//! Restore orchestration.
//!
//! A restore reads a COMPLETED backup's artifact and never writes to the
//! source backup row.

use crate::config::ToolSettings;
use crate::db::{with_conn, DbPool};
use crate::error::{BackupError, Result};
use crate::models::backup_job::{self, BackupJob};
use crate::models::restore_job::{self, RestoreJob, RestoreOptions};
use crate::models::{Actor, JobState};
use crate::services::diagnostics::locate_tool;
use crate::services::executor::{tool_error, MAX_ERROR_MESSAGE_CHARS};
use crate::services::process::{truncate_message, CommandSpec, ProcessRunner};
use std::path::{Path, PathBuf};
use std::sync::Arc;

#[derive(Clone)]
pub struct RestoreOrchestrator {
    db: DbPool,
    runner: Arc<dyn ProcessRunner>,
    tools: ToolSettings,
}

impl RestoreOrchestrator {
    pub fn new(db: DbPool, runner: Arc<dyn ProcessRunner>, tools: ToolSettings) -> Self {
        Self { db, runner, tools }
    }

    pub async fn restore(&self, backup_job_id: &str, options: RestoreOptions, requested_by: Actor) -> Result<RestoreJob> {
        requested_by.validate().map_err(BackupError::Validation)?;
        if options.tables.iter().any(|t| t.trim().is_empty()) {
            return Err(BackupError::Validation("table names must not be empty".into()));
        }

        let lookup = backup_job_id.to_string();
        let backup = with_conn(&self.db, move |conn| backup_job::find_by_id(conn, &lookup))
            .await?
            .ok_or_else(|| BackupError::NotFound(format!("Backup job {backup_job_id} not found")))?;
        if backup.state != JobState::Completed {
            return Err(BackupError::InvalidState(format!(
                "Backup job {} is {}; only completed backups can be restored",
                backup.id, backup.state
            )));
        }
        let file_path = backup
            .file_path
            .clone()
            .ok_or_else(|| BackupError::InvalidState(format!("Backup job {} has no file", backup.id)))?;

        let source_id = backup.id.clone();
        let opts = options.clone();
        let job = with_conn(&self.db, move |conn| {
            let job = restore_job::create(conn, &source_id, &opts, &requested_by)?;
            restore_job::mark_in_progress(conn, &job.id)?;
            Ok(job)
        })
        .await?;

        tracing::info!(
            restore_id = %job.id,
            backup_id = %backup.id,
            tables = options.tables.len(),
            clean = options.clean,
            "Restore started"
        );

        let outcome = self.invoke(&backup, Path::new(&file_path), &options).await;
        let restore_id = job.id.clone();
        let finished = match outcome {
            Ok(()) => {
                let id = restore_id.clone();
                match with_conn(&self.db, move |conn| restore_job::complete(conn, &id)).await {
                    Ok(()) => {
                        let finished = with_conn(&self.db, move |conn| reload(conn, &restore_id)).await?;
                        tracing::info!(restore_id = %finished.id, backup_id = %backup.id, "Restore completed");
                        finished
                    }
                    Err(e) => {
                        tracing::error!(restore_id = %job.id, error = %e, "Failed to record restore completion");
                        self.record_failure(restore_id, format!("Failed to record completion: {e}")).await?
                    }
                }
            }
            Err(e) => {
                tracing::error!(restore_id = %job.id, backup_id = %backup.id, error = %e, "Restore failed");
                self.record_failure(restore_id, e.to_string()).await?
            }
        };

        match finished.state {
            JobState::Completed => Ok(finished),
            _ => Err(BackupError::RestoreFailed(Box::new(finished))),
        }
    }

    async fn record_failure(&self, restore_id: String, message: String) -> Result<RestoreJob> {
        let message = truncate_message(&message, MAX_ERROR_MESSAGE_CHARS);
        with_conn(&self.db, move |conn| {
            restore_job::fail(conn, &restore_id, &message)?;
            reload(conn, &restore_id)
        })
        .await
    }

    async fn invoke(&self, backup: &BackupJob, file: &Path, options: &RestoreOptions) -> Result<()> {
        if tokio::fs::metadata(file).await.is_err() {
            return Err(BackupError::ToolExecution(format!(
                "Backup file {} for job {} no longer exists",
                file.display(),
                backup.id
            )));
        }

        let program = locate_tool(&self.tools.restore_tool).await;
        let command = self.restore_command(program, file, options);
        tracing::debug!(backup_id = %backup.id, command = %command.display(), "Invoking restore tool");

        let tool = &self.tools.restore_tool;
        let out = self
            .runner
            .run(&command, self.tools.restore_timeout)
            .await
            .map_err(|e| tool_error(tool, e))?;
        if !out.success() {
            return Err(BackupError::ToolExecution(format!(
                "{tool} exited with {}: {}",
                out.exit_code.map_or("a signal".to_string(), |c| format!("code {c}")),
                out.stderr.trim()
            )));
        }
        Ok(())
    }

    fn restore_command(&self, program: PathBuf, file: &Path, options: &RestoreOptions) -> CommandSpec {
        let mut cmd = CommandSpec::new(program)
            .arg("--no-password")
            .arg(format!("--dbname={}", self.tools.database_url.without_password()));
        if options.clean {
            cmd = cmd.arg("--clean").arg("--if-exists");
        }
        for table in &options.tables {
            cmd = cmd.arg(format!("--table={}", table.trim()));
        }
        cmd = cmd.arg(file.as_os_str());
        if let Some(password) = self.tools.database_url.password() {
            cmd = cmd.env("PGPASSWORD", password);
        }
        cmd
    }
}

fn reload(conn: &rusqlite::Connection, id: &str) -> Result<RestoreJob> {
    restore_job::find_by_id(conn, id)?.ok_or_else(|| BackupError::NotFound(format!("Restore job {id} not found")))
}

#[cfg(test)]
mod tests {
    use super::*;
    use crate::models::backup_job::tests::{completed_job, new_job, test_pool};
    use crate::models::backup_job::JobType;
    use crate::services::executor::tests::tools;
    use crate::services::process::fake::{FakeRunner, Script};
    use chrono::Utc;

    struct Fixture {
        _dir: tempfile::TempDir,
        pool: DbPool,
        runner: Arc<FakeRunner>,
        orchestrator: RestoreOrchestrator,
        backup: BackupJob,
        file: PathBuf,
    }

    fn fixture(runner: FakeRunner) -> Fixture {
        let (dir, pool) = test_pool();
        let file = dir.path().join("20260301-020000_nightly.dump");
        std::fs::write(&file, b"dump").unwrap();
        let backup = {
            let conn = pool.get().unwrap();
            completed_job(&conn, "nightly", Utc::now(), &file.to_string_lossy())
        };
        let runner = Arc::new(runner);
        let orchestrator = RestoreOrchestrator::new(pool.clone(), runner.clone(), tools());
        Fixture {
            _dir: dir,
            pool,
            runner,
            orchestrator,
            backup,
            file,
        }
    }

    #[tokio::test]
    async fn test_restore_invokes_tool_with_backup_file() {
        let f = fixture(FakeRunner::succeeding());
        let options = RestoreOptions {
            tables: vec!["clients".into(), "orders".into()],
            clean: true,
        };
        let job = f
            .orchestrator
            .restore(&f.backup.id, options.clone(), Actor::user("ops"))
            .await
            .unwrap();

        assert_eq!(job.state, JobState::Completed);
        assert_eq!(job.backup_job_id, f.backup.id);
        assert_eq!(job.options, options);
        assert!(job.finished_at.is_some());

        let args = f.runner.args_of(0);
        assert_eq!(args.last().unwrap(), &f.file.to_string_lossy().to_string());
        assert!(args.contains(&"--clean".to_string()));
        assert!(args.contains(&"--if-exists".to_string()));
        assert!(args.contains(&"--table=clients".to_string()));
        assert!(args.contains(&"--table=orders".to_string()));
        assert!(args.iter().all(|a| !a.contains("hunter2")));

        let conn = f.pool.get().unwrap();
        let source = backup_job::find_by_id(&conn, &f.backup.id).unwrap().unwrap();
        assert_eq!(source.state, JobState::Completed);
        assert_eq!(source.file_path, f.backup.file_path);
    }

    #[tokio::test]
    async fn test_restore_refuses_unknown_and_unfinished_backups() {
        let f = fixture(FakeRunner::succeeding());
        let err = f.orchestrator.restore("nope", RestoreOptions::default(), Actor::user("ops")).await;
        assert!(matches!(err, Err(BackupError::NotFound(_))));

        let (initiated, running, failed) = {
            let conn = f.pool.get().unwrap();
            let now = Utc::now();
            let initiated = backup_job::create(&conn, &new_job("i", JobType::Manual, now)).unwrap();
            let running = backup_job::create(&conn, &new_job("r", JobType::Manual, now)).unwrap();
            backup_job::mark_in_progress(&conn, &running.id).unwrap();
            let failed = backup_job::create(&conn, &new_job("f", JobType::Manual, now)).unwrap();
            backup_job::mark_in_progress(&conn, &failed.id).unwrap();
            backup_job::fail(&conn, &failed.id, "exit code 1", &now, 0).unwrap();
            (initiated, running, failed)
        };
        for id in [&initiated.id, &running.id, &failed.id] {
            let err = f.orchestrator.restore(id, RestoreOptions::default(), Actor::user("ops")).await;
            assert!(matches!(err, Err(BackupError::InvalidState(_))), "{id}");
        }
        assert!(f.runner.calls().is_empty());

        let conn = f.pool.get().unwrap();
        assert!(restore_job::find_all(&conn, None).unwrap().is_empty());
    }

    #[tokio::test]
    async fn test_restore_refuses_tombstoned_backup() {
        let f = fixture(FakeRunner::succeeding());
        {
            let conn = f.pool.get().unwrap();
            backup_job::tombstone(&conn, &f.backup.id, &Utc::now()).unwrap();
        }
        let err = f.orchestrator.restore(&f.backup.id, RestoreOptions::default(), Actor::user("ops")).await;
        assert!(matches!(err, Err(BackupError::NotFound(_))));
    }

    #[tokio::test]
    async fn test_tool_failure_is_recorded() {
        let f = fixture(FakeRunner::failing(1, "pg_restore: error: could not connect"));
        let err = f
            .orchestrator
            .restore(&f.backup.id, RestoreOptions::default(), Actor::user("ops"))
            .await
            .unwrap_err();
        assert!(err.is_recorded());
        let BackupError::RestoreFailed(job) = err else { panic!("expected recorded failure") };
        assert_eq!(job.state, JobState::Failed);
        assert!(job.error_message.unwrap().contains("could not connect"));
    }

    #[tokio::test]
    async fn test_unrecordable_completion_ends_failed() {
        let f = fixture(FakeRunner::succeeding());
        {
            let conn = f.pool.get().unwrap();
            conn.execute_batch(
                "CREATE TRIGGER refuse_restore_completion BEFORE UPDATE OF state ON restore_jobs
                 WHEN NEW.state = 'completed' BEGIN SELECT RAISE(ABORT, 'database is locked'); END;",
            )
            .unwrap();
        }
        let err = f
            .orchestrator
            .restore(&f.backup.id, RestoreOptions::default(), Actor::user("ops"))
            .await
            .unwrap_err();
        let BackupError::RestoreFailed(job) = err else { panic!("expected recorded failure") };
        assert_eq!(job.state, JobState::Failed);
        assert!(job.error_message.unwrap().contains("database is locked"));

        let conn = f.pool.get().unwrap();
        let stored = restore_job::find_by_id(&conn, &job.id).unwrap().unwrap();
        assert_eq!(stored.state, JobState::Failed);
    }

    #[tokio::test]
    async fn test_missing_artifact_fails_without_invoking_tool() {
        let f = fixture(FakeRunner::new(Script::Missing));
        std::fs::remove_file(&f.file).unwrap();
        let err = f
            .orchestrator
            .restore(&f.backup.id, RestoreOptions::default(), Actor::user("ops"))
            .await
            .unwrap_err();
        let BackupError::RestoreFailed(job) = err else { panic!("expected recorded failure") };
        assert!(job.error_message.unwrap().contains("no longer exists"));
        assert!(f.runner.calls().is_empty());
    }
}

____________________

ASSIGNED TASK:
Repeat the material word for word from its opening line up to and including the line containing "pub struct RestoreOrchestrator".

SOLUTION FOR THIS TASK:
//! Restore orchestration.
//!
//! A restore reads a COMPLETED backup's artifact and never writes to the
//! source backup row.

use crate::config::ToolSettings;
use crate::db::{with_conn, DbPool};
use crate::error::{BackupError, Result};
use crate::models::backup_job::{self, BackupJob};
use crate::models::restore_job::{self, RestoreJob, RestoreOptions};
use crate::models::{Actor, JobState};
use crate::services::diagnostics::locate_tool;
use crate::services::executor::{tool_error, MAX_ERROR_MESSAGE_CHARS};
use crate::services::process::{truncate_message, CommandSpec, ProcessRunner};
use std::path::{Path, PathBuf};
use std::sync::Arc;

#[derive(Clone)]
pub struct RestoreOrchestrator {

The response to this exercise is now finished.